Personal information
- Date of birth: 26 September 1981 (age 44)
- Place of birth: Colombes, Hauts-de-Seine, France
- Height: 1.86 m (6 ft 1 in)
- Position: Centre-back

Senior career*
- Years: Team / Apps / (Gls)
- 2000–2001: Louhans-Cuiseaux / 4 / (0)
- 2001–2004: Guingamp / 37 / (1)
- 2004–2005: Southampton / 0 / (0)
- 2005: → Saint-Etienne (loan) / 7 / (0)
- 2005–2006: Saint-Etienne / 10 / (0)
- 2006–2007: Sedan / 20 / (0)
- 2008–2009: Nice / 9 / (1)
- 2008–2009: → Lens (loan) / 23 / (3)
- 2009–2014: Lens / 154 / (11)
- 2013: Lens II / 1 / (0)
- 2014–2017: Caen / 75 / (4)
- 2014: Caen II / 1 / (0)
- 2017–2018: Nancy / 20 / (0)
- 2017: Nancy II / 1 / (0)
- Total:  / 352 / (20)

International career
- 2002–2014: Tunisia / 25 / (1)

Medal record
Men's football
Representing Tunisia
Africa Cup of Nations
| Winner | 2004 Tunisia |  |

= Alaeddine Yahia =

Tunisian footballer (born 1981)

Alaeddine Yahia (علاء الدين يحيى; born 26 September 1981) is a Tunisian former professional footballer who played as a centre-back.
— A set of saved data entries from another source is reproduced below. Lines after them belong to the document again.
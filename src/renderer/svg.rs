//! SVG generation from routed scenes

use crate::routing::geometry::{Point, Rect};
use crate::scene::{RoutedLine, Scene};

use super::path::segments_to_d;
use super::SvgConfig;

/// Build SVG elements incrementally
pub struct SvgBuilder {
    config: SvgConfig,
    defs: Vec<String>,
    elements: Vec<String>,
    connections: Vec<String>,
    indent: usize,
}

impl SvgBuilder {
    /// Create a new SVG builder
    pub fn new(config: SvgConfig) -> Self {
        Self {
            config,
            defs: vec![],
            elements: vec![],
            connections: vec![],
            indent: 1,
        }
    }

    fn prefix(&self) -> String {
        self.config.class_prefix.clone().unwrap_or_default()
    }

    fn indent_str(&self) -> String {
        if self.config.pretty_print {
            "  ".repeat(self.indent)
        } else {
            String::new()
        }
    }

    fn newline(&self) -> &str {
        if self.config.pretty_print {
            "\n"
        } else {
            ""
        }
    }

    /// Add the arrow marker definition for connectors
    pub fn add_arrow_marker(&mut self) {
        let prefix = self.prefix();
        // orient="auto" turns the marker to follow the final segment
        self.defs.push(format!(
            r#"<marker id="{prefix}arrow" viewBox="0 0 10 10" refX="8" refY="5" markerWidth="4" markerHeight="4" markerUnits="strokeWidth" orient="auto">
      <path d="M0,0 L10,5 L0,10 Z" fill="context-stroke"/>
    </marker>"#
        ));
    }

    /// Add a box as a rectangle
    pub fn add_box(&mut self, id: &str, rect: &Rect) {
        let prefix = self.prefix();
        self.elements.push(format!(
            r#"{}<rect id="{}" class="{}box" x="{}" y="{}" width="{}" height="{}"/>"#,
            self.indent_str(),
            escape_xml(id),
            prefix,
            rect.start,
            rect.top,
            rect.width(),
            rect.height()
        ));
    }

    /// Add a routed connector path
    pub fn add_connector(&mut self, d: &str, classes: &[String], marker_end: bool) {
        let prefix = self.prefix();
        let class_list = std::iter::once(format!("{}connection", prefix))
            .chain(classes.iter().cloned())
            .collect::<Vec<_>>()
            .join(" ");

        let marker = if marker_end {
            format!(r#" marker-end="url(#{prefix}arrow)""#)
        } else {
            String::new()
        };

        self.connections.push(format!(
            r#"{}<path class="{}" d="{}" fill="none"{}/>"#,
            self.indent_str(),
            class_list,
            d,
            marker
        ));
    }

    /// Add a straight line for a connector that could not be routed
    pub fn add_direct_line(&mut self, from: Point, to: Point, classes: &[String]) {
        let prefix = self.prefix();
        let class_list = std::iter::once(format!("{}connection-direct", prefix))
            .chain(classes.iter().cloned())
            .collect::<Vec<_>>()
            .join(" ");

        self.connections.push(format!(
            r#"{}<line class="{}" x1="{}" y1="{}" x2="{}" y2="{}"/>"#,
            self.indent_str(),
            class_list,
            from.x,
            from.y,
            to.x,
            to.y
        ));
    }

    /// Build the final SVG string
    pub fn build(self, viewbox: Rect) -> String {
        let padding = self.config.viewbox_padding;
        let vb_x = viewbox.start - padding;
        let vb_y = viewbox.top - padding;
        let vb_w = viewbox.width() + 2.0 * padding;
        let vb_h = viewbox.height() + 2.0 * padding;

        let nl = self.newline();

        let mut svg = String::new();

        if self.config.standalone {
            svg.push_str(r#"<?xml version="1.0" encoding="UTF-8"?>"#);
            svg.push_str(nl);
        }

        svg.push_str(&format!(
            r#"<svg xmlns="http://www.w3.org/2000/svg" viewBox="{} {} {} {}">"#,
            vb_x, vb_y, vb_w, vb_h
        ));
        svg.push_str(nl);

        if !self.defs.is_empty() {
            svg.push_str("  <defs>");
            svg.push_str(nl);
            for def in &self.defs {
                svg.push_str("    ");
                svg.push_str(def);
                svg.push_str(nl);
            }
            svg.push_str("  </defs>");
            svg.push_str(nl);
        }

        for elem in &self.elements {
            svg.push_str(elem);
            svg.push_str(nl);
        }

        // Connectors render on top of boxes
        for conn in &self.connections {
            svg.push_str(conn);
            svg.push_str(nl);
        }

        svg.push_str("</svg>");

        svg
    }
}

/// Render a scene and its routed lines to SVG
pub fn render_svg(scene: &Scene, lines: &[RoutedLine], config: &SvgConfig) -> String {
    let mut builder = SvgBuilder::new(config.clone());

    if lines.iter().any(|l| l.path.as_ref().is_some_and(|p| !p.hide_marker)) {
        builder.add_arrow_marker();
    }

    if config.draw_boxes {
        for scene_box in &scene.boxes {
            builder.add_box(&scene_box.id, &scene_box.rect());
        }
    }

    for line in lines {
        let classes = vec![
            format!("from-{}", escape_xml(&line.from)),
            format!("to-{}", escape_xml(&line.to)),
        ];
        match &line.path {
            Some(path) => {
                let d = segments_to_d(&path.segments, config.corner_radius);
                builder.add_connector(&d, &classes, !path.hide_marker);
            }
            None => builder.add_direct_line(line.start, line.end, &classes),
        }
    }

    let viewbox = scene_extent(scene, lines).unwrap_or_else(|| Rect::new(0.0, 0.0, 0.0, 0.0));
    builder.build(viewbox)
}

/// Box containing every box and every routed segment
fn scene_extent(scene: &Scene, lines: &[RoutedLine]) -> Option<Rect> {
    let boxes = scene.boxes.iter().map(|b| b.rect());
    let segments = lines
        .iter()
        .filter_map(|l| l.path.as_ref())
        .flat_map(|p| p.segments.iter())
        .map(|s| {
            Rect::new(
                s.x1.min(s.x2),
                s.x1.max(s.x2),
                s.y1.min(s.y2),
                s.y1.max(s.y2),
            )
        });
    boxes.chain(segments).reduce(|acc, r| acc.union(&r))
}

/// Escape special XML characters
fn escape_xml(s: &str) -> String {
    s.replace('&', "&amp;")
        .replace('<', "&lt;")
        .replace('>', "&gt;")
        .replace('"', "&quot;")
        .replace('\'', "&apos;")
}

#[cfg(test)]
mod tests {
    use super::*;
    use crate::scene::Scene;

    const TWO_BOXES: &str = r#"
[[box]]
id = "a"
start = 0
end = 50
top = 0
bottom = 20

[[box]]
id = "b"
start = 200
end = 250
top = 100
bottom = 120

[[line]]
from = "a"
to = "b"
"#;

    #[test]
    fn test_escape_xml() {
        assert_eq!(escape_xml("a < b"), "a &lt; b");
        assert_eq!(escape_xml("a & b"), "a &amp; b");
        assert_eq!(escape_xml("<tag>"), "&lt;tag&gt;");
    }

    #[test]
    fn test_render_boxes_and_connector() {
        let scene = Scene::from_toml_str(TWO_BOXES).expect("Should parse");
        let lines = scene.route().expect("Should route");
        let svg = render_svg(&scene, &lines, &SvgConfig::default());

        assert!(svg.starts_with("<?xml"));
        assert!(svg.contains(r#"<rect id="a" class="or-box" x="0" y="0" width="50" height="20"/>"#));
        assert!(svg.contains(r#"d="M50 10 L62 10 L62 110 L200 110""#));
        assert!(svg.contains(r#"marker-end="url(#or-arrow)""#));
        assert!(svg.contains(r#"viewBox="-20 -20 290 160""#));
        assert!(svg.ends_with("</svg>"));
    }

    #[test]
    fn test_render_without_boxes_or_prefix() {
        let mut scene = Scene::from_toml_str(TWO_BOXES).expect("Should parse");
        scene.svg = SvgConfig::default()
            .with_draw_boxes(false)
            .without_class_prefix()
            .with_standalone(false);
        let lines = scene.route().expect("Should route");
        let svg = render_svg(&scene, &lines, &scene.svg);

        assert!(!svg.contains("<rect"));
        assert!(!svg.contains("<?xml"));
        assert!(svg.contains(r#"class="connection from-a to-b""#));
    }

    #[test]
    fn test_ids_are_escaped_in_classes() {
        let source = TWO_BOXES
            .replace("id = \"a\"", "id = 'a\"b'")
            .replace("from = \"a\"", "from = 'a\"b'");
        let scene = Scene::from_toml_str(&source).expect("Should parse");
        let lines = scene.route().expect("Should route");
        let svg = render_svg(&scene, &lines, &SvgConfig::default());

        assert!(!svg.contains("from-a\"b"));
        assert!(svg.contains(r#"class="or-connection from-a&quot;b to-b""#));
        assert!(svg.contains(r#"id="a&quot;b""#));
    }

    #[test]
    fn test_hidden_marker_omits_arrow() {
        let scene = Scene::from_toml_str(TWO_BOXES).expect("Should parse");
        let mut lines = scene.route().expect("Should route");
        if let Some(path) = lines[0].path.as_mut() {
            path.hide_marker = true;
        }
        let svg = render_svg(&scene, &lines, &SvgConfig::default());

        assert!(!svg.contains("marker-end"));
        assert!(!svg.contains("<marker"));
        assert!(svg.contains("<path class=\"or-connection"));
    }

    #[test]
    fn test_direct_line_when_unrouted() {
        let mut builder = SvgBuilder::new(SvgConfig::default().with_pretty_print(false));
        builder.add_direct_line(Point::new(0.0, 0.0), Point::new(10.0, 5.0), &[]);
        let svg = builder.build(Rect::new(0.0, 10.0, 0.0, 5.0));
        assert!(svg.contains(r#"<line class="or-connection-direct" x1="0" y1="0" x2="10" y2="5"/>"#));
    }
}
Yahia has previously played for Stade Tunisien, Guingamp and had a brief spell at Southampton, although he did not play a first team game for the club.

Yahia was part of the Tunisian 2004 Olympic football team, who exited in the first round, finishing third in group C, behind group and gold medal winners Argentina and group runners-up Australia. He was part of the squad that won the 2004 African Cup of Nations.

On 24 February 2007, Yahia played his first Ligue 1 match for Sedan against Rennes.